La antropología y el gallo (Parte I)

Aquel tópico que habla sobre las mujeres y las dificultades que tienen para conciliar vida familiar-laboral-creativa casi siempre se cumple. Quizá por ello muchas pensadoras, literatas, científicas, etc. nunca tuvieron hijos ni una carga familiar asfixiante. Y las que se decidieron por la maternidad por lo general eran féminas acomodadas que podían pagar a otras mujeres para que ayudasen en el cuidado de los hijos y para que realizacen los desagradecidos y aburridores trabajos domésticos.
No es mi caso, por supuesto, ni el de miles de mujeres que hacen malabares para ejercer su autonomía personal y profesional a la vez que son madres. Por ello quizá, muchas de nosotras tenemos que recurrir a aquellos intersticios que se producen entre actividad y actividad. O simplemente le robamos horas al sueño para poder escribir, leer o realizar cualquier otra tarea intelectual. No es lo más adecuado para, por ejemplo, dedicarse a la escritura de aquella novela comenzada hace años o al tallereo de poemas o a la escritura de textos antropológicos o de cualquier otro orden. Y no es lo más adecuado porque una vez se está inmersa en la tarea hay que suspenderla para realizar aquellas otras relacionadas con el trabajo o la familia.

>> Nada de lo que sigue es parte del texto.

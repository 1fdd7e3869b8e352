//! dashboard - Crowd Monitor web dashboard
//!
//! This daemon:
//! 1. Loads configuration (DASHBOARD_CONFIG file + DASHBOARD_* env)
//! 2. Serves the pages, frame and heatmap images over HTTP
//! 3. Runs until Ctrl-C

use anyhow::Result;
use std::sync::mpsc;

use crowd_monitor::{api::DashboardServer, config::DashboardConfig};

fn main() -> Result<()> {
    env_logger::Builder::from_env(env_logger::Env::default().default_filter_or("info")).init();

    let config = DashboardConfig::load()?;
    log::info!(
        "video source {} (max {} frames, {:?} playback)",
        config.video.path,
        config.video.max_frames,
        config.video.policy
    );
    if !config.assets_dir.is_dir() {
        log::warn!(
            "assets directory {} does not exist; images and downloads will 404",
            config.assets_dir.display()
        );
    }

    let handle = DashboardServer::from_config(&config).spawn()?;
    log::info!("dashboard listening on http://{}", handle.addr);

    let (tx, rx) = mpsc::channel();
    ctrlc::set_handler(move || {
        let _ = tx.send(());
    })?;

    log::info!("dashboard waiting for shutdown signal (Ctrl-C)...");
    let _ = rx.recv();
    log::info!("shutdown signal received, stopping dashboard...");
    handle.stop()?;

    Ok(())
}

Por ese motivo, en mi caso personal, siempre aprovecho las primeras horas de la mañana para escribir. Ahora por ejemplo estoy preparando justamente un texto sobre ciudad y género, un tema interesante y que también se relaciona con lo que planteo arriba. Pero levantarse a las 5 y media o 6 de la mañana no es fácil, sobre todo en invierno (aunque debo decir que he contemplado los mejores amaneceres desde mi ventana justo en esa época del año). Durante las últimas semanas además de ser testigo del amanecer he sentido con sorpresa la aparición de un elemento nuevo en el paisaje acústico de la ciudad. Tengo el don (o el defecto) de hacer o estar pendiente de varias cosas a la vez. Así mientras escribo percibo la luz del sol que se filtra por la ventana, el canto de los pájaros de mis vecinos o de las golondrinas que por fin han llegado, la respiración de mi hija en la habitación contigua...
Pues bien, hace unos días, como en un eco del pasado, justo antes de las 6, escuché el primer canto de un gallo en esta ciudad. Al principio, pensé que era eso: un eco de mi pasado, uno de esos flash backs que a veces, de manera inconsciente, se nos presentan como una premonición o como un golpe de saudade. Así que al principio no le di mayor importancia y seguí con mi tarea. Sin embargo, a los pocos minutos volví a escuchar la voz del gallo, era una voz grave (de gallo ronco le diría después a Juanca). Y sin pensarlo dos veces salí al balcón primero para confirmar efectivamente que se trataba del animal en cuestión y segundo para descubrir de dónde venía ese insólito canto. Estuve unos momentos a la espera, expectante. Pero el gallo, como si presintiera mi presencia inquisidora, no volvió a emitir ningún sonido. Pensé que yo había tenido una suerte alucinación auditiva. Y justo, cuando iba a entrar nuevamente a casa lo volví a escuchar. Lo sentí nítido y pleno. Era el gallo dis-fónico. Aquel cantaor recién llegado al barrio que me/nos estaba saludando. Me pareció una maravilla volver a escuchar aquella voz animal que, de manera impetuosa, como en un soplo, trajo a mi memoria los días felices de la infancia.
Pero ¿qué hace un gallo en esta ciudad de humos?